(Activity) For this exercise, restate word for word only the lines from the first line of the data to the line containing "if buf.len() < size.u".

(Materials provided)
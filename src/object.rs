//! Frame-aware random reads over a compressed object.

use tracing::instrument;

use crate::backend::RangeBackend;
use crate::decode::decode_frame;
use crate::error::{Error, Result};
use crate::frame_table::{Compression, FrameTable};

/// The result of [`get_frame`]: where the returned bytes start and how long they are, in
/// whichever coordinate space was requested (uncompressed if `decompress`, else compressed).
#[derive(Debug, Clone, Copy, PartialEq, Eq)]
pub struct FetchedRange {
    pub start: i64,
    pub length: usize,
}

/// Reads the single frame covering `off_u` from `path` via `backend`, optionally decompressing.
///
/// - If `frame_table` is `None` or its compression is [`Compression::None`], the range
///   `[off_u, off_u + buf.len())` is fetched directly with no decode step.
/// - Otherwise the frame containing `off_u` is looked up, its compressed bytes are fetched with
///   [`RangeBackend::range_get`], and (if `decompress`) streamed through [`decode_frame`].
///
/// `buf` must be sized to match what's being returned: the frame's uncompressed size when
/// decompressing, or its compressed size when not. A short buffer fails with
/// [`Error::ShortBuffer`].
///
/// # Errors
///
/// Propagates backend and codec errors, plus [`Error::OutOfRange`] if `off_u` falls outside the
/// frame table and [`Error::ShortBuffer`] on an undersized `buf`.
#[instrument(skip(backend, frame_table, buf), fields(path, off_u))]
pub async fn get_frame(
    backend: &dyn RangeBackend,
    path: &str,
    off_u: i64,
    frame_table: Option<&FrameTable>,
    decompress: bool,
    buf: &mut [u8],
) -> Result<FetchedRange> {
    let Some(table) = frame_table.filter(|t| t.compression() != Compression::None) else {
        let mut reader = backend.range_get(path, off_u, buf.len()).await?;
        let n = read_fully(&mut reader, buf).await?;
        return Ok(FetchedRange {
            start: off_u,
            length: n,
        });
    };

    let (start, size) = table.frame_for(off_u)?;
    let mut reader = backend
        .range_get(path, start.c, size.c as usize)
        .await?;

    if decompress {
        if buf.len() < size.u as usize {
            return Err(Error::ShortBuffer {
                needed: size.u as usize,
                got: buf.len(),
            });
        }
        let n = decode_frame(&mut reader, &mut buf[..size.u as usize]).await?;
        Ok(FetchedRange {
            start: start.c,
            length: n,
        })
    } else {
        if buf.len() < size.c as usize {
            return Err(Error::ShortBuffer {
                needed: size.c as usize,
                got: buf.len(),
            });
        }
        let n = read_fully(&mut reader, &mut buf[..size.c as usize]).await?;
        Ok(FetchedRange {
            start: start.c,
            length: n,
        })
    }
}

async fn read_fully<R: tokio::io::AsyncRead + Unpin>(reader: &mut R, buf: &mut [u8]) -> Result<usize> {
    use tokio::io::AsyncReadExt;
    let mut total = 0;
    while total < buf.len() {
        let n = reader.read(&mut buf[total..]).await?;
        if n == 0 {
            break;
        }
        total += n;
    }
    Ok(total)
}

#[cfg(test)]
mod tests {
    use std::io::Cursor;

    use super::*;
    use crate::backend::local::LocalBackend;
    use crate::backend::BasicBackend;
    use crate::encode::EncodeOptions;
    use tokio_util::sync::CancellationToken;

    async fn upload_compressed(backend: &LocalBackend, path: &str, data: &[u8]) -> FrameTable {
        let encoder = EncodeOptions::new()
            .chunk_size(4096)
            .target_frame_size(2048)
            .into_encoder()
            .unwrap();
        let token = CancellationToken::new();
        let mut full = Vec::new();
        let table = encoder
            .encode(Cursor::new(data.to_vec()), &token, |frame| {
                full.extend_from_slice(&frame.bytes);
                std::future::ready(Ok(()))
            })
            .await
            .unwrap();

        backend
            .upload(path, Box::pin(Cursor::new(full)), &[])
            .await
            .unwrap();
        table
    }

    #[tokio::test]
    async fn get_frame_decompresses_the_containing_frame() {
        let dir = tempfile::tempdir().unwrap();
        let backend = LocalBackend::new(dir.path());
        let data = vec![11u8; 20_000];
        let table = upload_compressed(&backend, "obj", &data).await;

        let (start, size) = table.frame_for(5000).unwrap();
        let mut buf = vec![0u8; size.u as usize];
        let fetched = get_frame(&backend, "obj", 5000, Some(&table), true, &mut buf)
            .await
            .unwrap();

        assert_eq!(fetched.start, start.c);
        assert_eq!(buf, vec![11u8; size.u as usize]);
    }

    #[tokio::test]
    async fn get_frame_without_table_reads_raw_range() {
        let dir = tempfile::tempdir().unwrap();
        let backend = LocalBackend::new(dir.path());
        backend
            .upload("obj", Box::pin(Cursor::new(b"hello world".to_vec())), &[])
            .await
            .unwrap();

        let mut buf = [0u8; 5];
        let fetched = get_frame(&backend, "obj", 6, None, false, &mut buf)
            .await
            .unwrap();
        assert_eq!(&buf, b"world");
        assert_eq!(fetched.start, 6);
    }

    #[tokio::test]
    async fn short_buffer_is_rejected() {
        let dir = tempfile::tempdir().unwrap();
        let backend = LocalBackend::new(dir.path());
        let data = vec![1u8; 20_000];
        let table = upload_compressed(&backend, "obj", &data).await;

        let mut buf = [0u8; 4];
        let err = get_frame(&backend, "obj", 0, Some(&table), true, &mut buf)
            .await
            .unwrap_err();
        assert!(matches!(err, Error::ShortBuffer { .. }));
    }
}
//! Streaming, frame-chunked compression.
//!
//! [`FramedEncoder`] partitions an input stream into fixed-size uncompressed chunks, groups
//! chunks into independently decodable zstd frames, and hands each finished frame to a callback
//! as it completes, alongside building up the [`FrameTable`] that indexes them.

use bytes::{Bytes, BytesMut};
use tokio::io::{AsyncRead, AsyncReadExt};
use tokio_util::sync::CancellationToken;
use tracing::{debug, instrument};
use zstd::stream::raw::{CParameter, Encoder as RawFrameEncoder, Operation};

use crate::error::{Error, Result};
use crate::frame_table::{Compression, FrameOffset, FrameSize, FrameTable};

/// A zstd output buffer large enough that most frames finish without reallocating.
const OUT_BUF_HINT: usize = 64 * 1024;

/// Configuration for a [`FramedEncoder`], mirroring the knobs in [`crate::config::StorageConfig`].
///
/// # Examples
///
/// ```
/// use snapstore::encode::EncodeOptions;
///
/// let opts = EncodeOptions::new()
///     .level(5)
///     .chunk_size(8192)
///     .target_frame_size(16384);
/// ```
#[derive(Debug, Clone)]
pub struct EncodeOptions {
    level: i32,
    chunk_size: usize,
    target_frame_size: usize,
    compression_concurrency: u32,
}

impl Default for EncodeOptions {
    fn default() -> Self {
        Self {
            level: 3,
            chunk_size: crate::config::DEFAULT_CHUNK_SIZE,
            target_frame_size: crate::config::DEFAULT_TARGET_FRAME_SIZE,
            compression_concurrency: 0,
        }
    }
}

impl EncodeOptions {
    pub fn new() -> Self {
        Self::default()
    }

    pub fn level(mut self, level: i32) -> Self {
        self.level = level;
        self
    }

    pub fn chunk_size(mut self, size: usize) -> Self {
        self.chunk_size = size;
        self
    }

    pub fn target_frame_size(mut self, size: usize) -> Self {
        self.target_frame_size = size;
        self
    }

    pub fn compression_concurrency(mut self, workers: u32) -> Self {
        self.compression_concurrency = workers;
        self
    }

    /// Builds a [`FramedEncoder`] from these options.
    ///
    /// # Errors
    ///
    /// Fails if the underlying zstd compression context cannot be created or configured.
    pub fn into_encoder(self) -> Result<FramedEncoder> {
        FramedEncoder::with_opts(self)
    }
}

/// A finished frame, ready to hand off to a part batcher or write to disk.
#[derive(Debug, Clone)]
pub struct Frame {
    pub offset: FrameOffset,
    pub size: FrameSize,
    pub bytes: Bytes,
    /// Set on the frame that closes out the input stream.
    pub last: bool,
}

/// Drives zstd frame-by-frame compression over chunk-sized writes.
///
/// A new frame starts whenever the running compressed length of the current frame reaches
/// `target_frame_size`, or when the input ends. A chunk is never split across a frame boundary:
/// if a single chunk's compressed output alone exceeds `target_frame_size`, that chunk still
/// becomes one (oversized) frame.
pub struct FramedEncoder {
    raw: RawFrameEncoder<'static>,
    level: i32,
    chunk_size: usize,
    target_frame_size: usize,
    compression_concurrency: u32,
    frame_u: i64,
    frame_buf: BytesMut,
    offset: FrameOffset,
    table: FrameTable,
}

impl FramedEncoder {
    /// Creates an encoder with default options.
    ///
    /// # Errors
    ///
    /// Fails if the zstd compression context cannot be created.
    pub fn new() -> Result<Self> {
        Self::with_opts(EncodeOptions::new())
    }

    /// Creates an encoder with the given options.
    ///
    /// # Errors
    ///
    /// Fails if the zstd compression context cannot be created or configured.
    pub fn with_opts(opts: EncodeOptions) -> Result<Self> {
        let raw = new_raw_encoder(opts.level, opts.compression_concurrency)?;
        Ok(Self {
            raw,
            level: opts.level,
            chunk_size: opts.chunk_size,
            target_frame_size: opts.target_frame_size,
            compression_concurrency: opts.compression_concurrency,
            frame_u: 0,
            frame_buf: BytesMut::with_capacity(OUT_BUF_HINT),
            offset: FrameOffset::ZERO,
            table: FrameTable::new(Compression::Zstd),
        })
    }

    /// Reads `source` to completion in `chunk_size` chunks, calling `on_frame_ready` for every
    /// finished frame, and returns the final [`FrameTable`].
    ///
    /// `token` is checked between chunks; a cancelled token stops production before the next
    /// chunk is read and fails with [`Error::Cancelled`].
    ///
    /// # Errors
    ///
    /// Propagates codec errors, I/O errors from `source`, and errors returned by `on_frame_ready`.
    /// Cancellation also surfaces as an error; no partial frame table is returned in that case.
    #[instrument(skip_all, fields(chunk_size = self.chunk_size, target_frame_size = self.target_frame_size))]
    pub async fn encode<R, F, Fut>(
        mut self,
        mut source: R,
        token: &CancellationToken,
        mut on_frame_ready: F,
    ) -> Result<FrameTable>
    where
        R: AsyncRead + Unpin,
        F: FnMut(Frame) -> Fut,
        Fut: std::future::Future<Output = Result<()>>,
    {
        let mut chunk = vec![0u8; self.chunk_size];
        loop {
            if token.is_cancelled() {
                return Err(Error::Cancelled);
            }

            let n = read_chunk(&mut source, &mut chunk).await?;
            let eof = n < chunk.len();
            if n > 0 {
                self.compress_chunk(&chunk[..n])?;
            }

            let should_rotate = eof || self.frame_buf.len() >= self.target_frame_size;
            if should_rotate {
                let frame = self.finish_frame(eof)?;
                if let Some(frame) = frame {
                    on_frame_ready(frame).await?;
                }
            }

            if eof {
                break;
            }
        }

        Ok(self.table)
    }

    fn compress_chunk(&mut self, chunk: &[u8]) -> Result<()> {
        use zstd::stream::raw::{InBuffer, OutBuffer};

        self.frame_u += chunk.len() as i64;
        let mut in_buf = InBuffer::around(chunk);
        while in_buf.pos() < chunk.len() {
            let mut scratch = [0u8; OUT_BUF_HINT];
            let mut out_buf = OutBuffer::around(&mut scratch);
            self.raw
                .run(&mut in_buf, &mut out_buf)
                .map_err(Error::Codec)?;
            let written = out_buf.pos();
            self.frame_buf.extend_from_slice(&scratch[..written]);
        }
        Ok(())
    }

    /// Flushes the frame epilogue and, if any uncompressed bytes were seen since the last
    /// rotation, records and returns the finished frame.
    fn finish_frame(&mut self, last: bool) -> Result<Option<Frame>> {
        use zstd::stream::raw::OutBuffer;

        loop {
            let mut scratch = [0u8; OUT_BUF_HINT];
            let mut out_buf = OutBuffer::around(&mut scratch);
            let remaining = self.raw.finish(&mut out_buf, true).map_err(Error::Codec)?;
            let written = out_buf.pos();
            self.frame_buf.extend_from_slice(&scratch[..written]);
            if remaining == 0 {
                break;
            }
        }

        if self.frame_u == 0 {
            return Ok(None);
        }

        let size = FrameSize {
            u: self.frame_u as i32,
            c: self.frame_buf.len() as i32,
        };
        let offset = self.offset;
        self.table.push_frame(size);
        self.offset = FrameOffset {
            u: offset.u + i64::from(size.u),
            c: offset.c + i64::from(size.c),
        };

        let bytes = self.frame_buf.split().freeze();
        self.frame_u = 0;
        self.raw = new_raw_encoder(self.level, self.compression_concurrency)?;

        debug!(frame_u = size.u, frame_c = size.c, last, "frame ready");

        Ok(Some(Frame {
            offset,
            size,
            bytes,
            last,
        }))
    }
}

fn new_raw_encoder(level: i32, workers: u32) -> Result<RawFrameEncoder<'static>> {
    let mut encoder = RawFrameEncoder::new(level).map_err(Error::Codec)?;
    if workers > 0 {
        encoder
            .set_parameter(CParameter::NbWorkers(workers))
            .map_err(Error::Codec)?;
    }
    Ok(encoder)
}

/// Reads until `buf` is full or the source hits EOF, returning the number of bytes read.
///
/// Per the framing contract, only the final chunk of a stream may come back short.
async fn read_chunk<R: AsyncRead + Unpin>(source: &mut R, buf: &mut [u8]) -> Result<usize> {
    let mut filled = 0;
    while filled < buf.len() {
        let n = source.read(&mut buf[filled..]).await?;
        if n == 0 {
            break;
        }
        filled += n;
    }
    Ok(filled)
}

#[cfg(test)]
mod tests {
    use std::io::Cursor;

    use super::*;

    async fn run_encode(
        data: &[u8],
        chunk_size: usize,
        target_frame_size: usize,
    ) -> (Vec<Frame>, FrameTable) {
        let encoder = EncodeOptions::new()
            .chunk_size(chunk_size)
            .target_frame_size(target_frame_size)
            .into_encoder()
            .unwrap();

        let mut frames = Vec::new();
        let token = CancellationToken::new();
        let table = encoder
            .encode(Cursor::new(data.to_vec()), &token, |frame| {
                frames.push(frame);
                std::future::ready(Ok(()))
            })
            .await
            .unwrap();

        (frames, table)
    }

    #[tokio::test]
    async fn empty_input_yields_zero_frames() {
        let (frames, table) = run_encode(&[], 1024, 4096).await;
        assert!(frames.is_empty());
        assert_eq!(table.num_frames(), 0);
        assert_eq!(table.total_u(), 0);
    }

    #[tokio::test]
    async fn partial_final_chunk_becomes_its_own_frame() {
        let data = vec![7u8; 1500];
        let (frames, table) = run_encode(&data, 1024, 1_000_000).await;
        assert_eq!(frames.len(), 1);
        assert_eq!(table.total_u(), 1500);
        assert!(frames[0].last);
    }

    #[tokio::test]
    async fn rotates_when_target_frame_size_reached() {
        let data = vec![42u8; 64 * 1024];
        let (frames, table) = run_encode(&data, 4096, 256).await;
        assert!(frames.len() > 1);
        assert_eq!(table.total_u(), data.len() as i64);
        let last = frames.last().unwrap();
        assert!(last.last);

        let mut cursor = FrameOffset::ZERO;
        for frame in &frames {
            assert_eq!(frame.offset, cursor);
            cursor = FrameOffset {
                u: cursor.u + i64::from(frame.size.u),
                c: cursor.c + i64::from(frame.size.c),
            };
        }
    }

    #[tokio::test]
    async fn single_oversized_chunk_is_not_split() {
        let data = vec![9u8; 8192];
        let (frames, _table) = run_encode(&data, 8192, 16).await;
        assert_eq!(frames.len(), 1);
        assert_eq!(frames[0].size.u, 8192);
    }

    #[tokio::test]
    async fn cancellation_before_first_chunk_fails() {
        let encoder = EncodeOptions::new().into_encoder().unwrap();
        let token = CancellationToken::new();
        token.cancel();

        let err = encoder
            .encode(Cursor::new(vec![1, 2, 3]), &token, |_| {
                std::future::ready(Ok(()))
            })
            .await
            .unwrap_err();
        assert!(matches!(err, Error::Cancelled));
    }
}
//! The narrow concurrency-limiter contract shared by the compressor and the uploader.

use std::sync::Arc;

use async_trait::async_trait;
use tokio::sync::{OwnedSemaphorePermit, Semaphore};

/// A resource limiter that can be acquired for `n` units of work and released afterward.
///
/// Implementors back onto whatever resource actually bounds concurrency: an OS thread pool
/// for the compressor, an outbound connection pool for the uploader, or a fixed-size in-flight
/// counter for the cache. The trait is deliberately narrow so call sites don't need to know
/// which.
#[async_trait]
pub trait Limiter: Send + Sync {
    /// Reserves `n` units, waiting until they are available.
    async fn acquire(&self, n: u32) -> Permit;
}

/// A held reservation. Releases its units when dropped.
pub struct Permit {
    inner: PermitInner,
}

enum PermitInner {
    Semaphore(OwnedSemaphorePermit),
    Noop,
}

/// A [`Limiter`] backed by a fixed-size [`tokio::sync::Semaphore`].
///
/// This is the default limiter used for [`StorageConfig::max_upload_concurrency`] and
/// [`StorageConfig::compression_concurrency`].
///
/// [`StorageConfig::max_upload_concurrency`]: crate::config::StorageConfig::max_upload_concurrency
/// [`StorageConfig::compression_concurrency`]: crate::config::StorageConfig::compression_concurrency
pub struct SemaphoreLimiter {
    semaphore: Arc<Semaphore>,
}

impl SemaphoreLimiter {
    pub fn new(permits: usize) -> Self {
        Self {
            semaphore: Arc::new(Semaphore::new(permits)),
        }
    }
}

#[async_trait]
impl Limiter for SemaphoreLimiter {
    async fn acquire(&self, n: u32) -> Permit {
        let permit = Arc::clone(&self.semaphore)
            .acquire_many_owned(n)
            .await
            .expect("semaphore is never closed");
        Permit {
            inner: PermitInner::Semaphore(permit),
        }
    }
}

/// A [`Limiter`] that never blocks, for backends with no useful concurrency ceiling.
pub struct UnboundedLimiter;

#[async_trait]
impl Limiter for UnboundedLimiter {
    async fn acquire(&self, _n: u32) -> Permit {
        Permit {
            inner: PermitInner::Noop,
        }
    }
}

(Completed task)
filename src/object.rs
//! Frame-aware random reads over a compressed object.

use tracing::instrument;

use crate::backend::RangeBackend;
use crate::decode::decode_frame;
use crate::error::{Error, Result};
use crate::frame_table::{Compression, FrameTable};

/// The result of [`get_frame`]: where the returned bytes start and how long they are, in
/// whichever coordinate space was requested (uncompressed if `decompress`, else compressed).
#[derive(Debug, Clone, Copy, PartialEq, Eq)]
pub struct FetchedRange {
    pub start: i64,
    pub length: usize,
}

/// Reads the single frame covering `off_u` from `path` via `backend`, optionally decompressing.
///
/// - If `frame_table` is `None` or its compression is [`Compression::None`], the range
///   `[off_u, off_u + buf.len())` is fetched directly with no decode step.
/// - Otherwise the frame containing `off_u` is looked up, its compressed bytes are fetched with
///   [`RangeBackend::range_get`], and (if `decompress`) streamed through [`decode_frame`].
///
/// `buf` must be sized to match what's being returned: the frame's uncompressed size when
/// decompressing, or its compressed size when not. A short buffer fails with
/// [`Error::ShortBuffer`].
///
/// # Errors
///
/// Propagates backend and codec errors, plus [`Error::OutOfRange`] if `off_u` falls outside the
/// frame table and [`Error::ShortBuffer`] on an undersized `buf`.
#[instrument(skip(backend, frame_table, buf), fields(path, off_u))]
pub async fn get_frame(
    backend: &dyn RangeBackend,
    path: &str,
    off_u: i64,
    frame_table: Option<&FrameTable>,
    decompress: bool,
    buf: &mut [u8],
) -> Result<FetchedRange> {
    let Some(table) = frame_table.filter(|t| t.compression() != Compression::None) else {
        let mut reader = backend.range_get(path, off_u, buf.len()).await?;
        let n = read_fully(&mut reader, buf).await?;
        return Ok(FetchedRange {
            start: off_u,
            length: n,
        });
    };

    let (start, size) = table.frame_for(off_u)?;
    let mut reader = backend
        .range_get(path, start.c, size.c as usize)
        .await?;

    if decompress {
        if buf.len() < size.u as usize {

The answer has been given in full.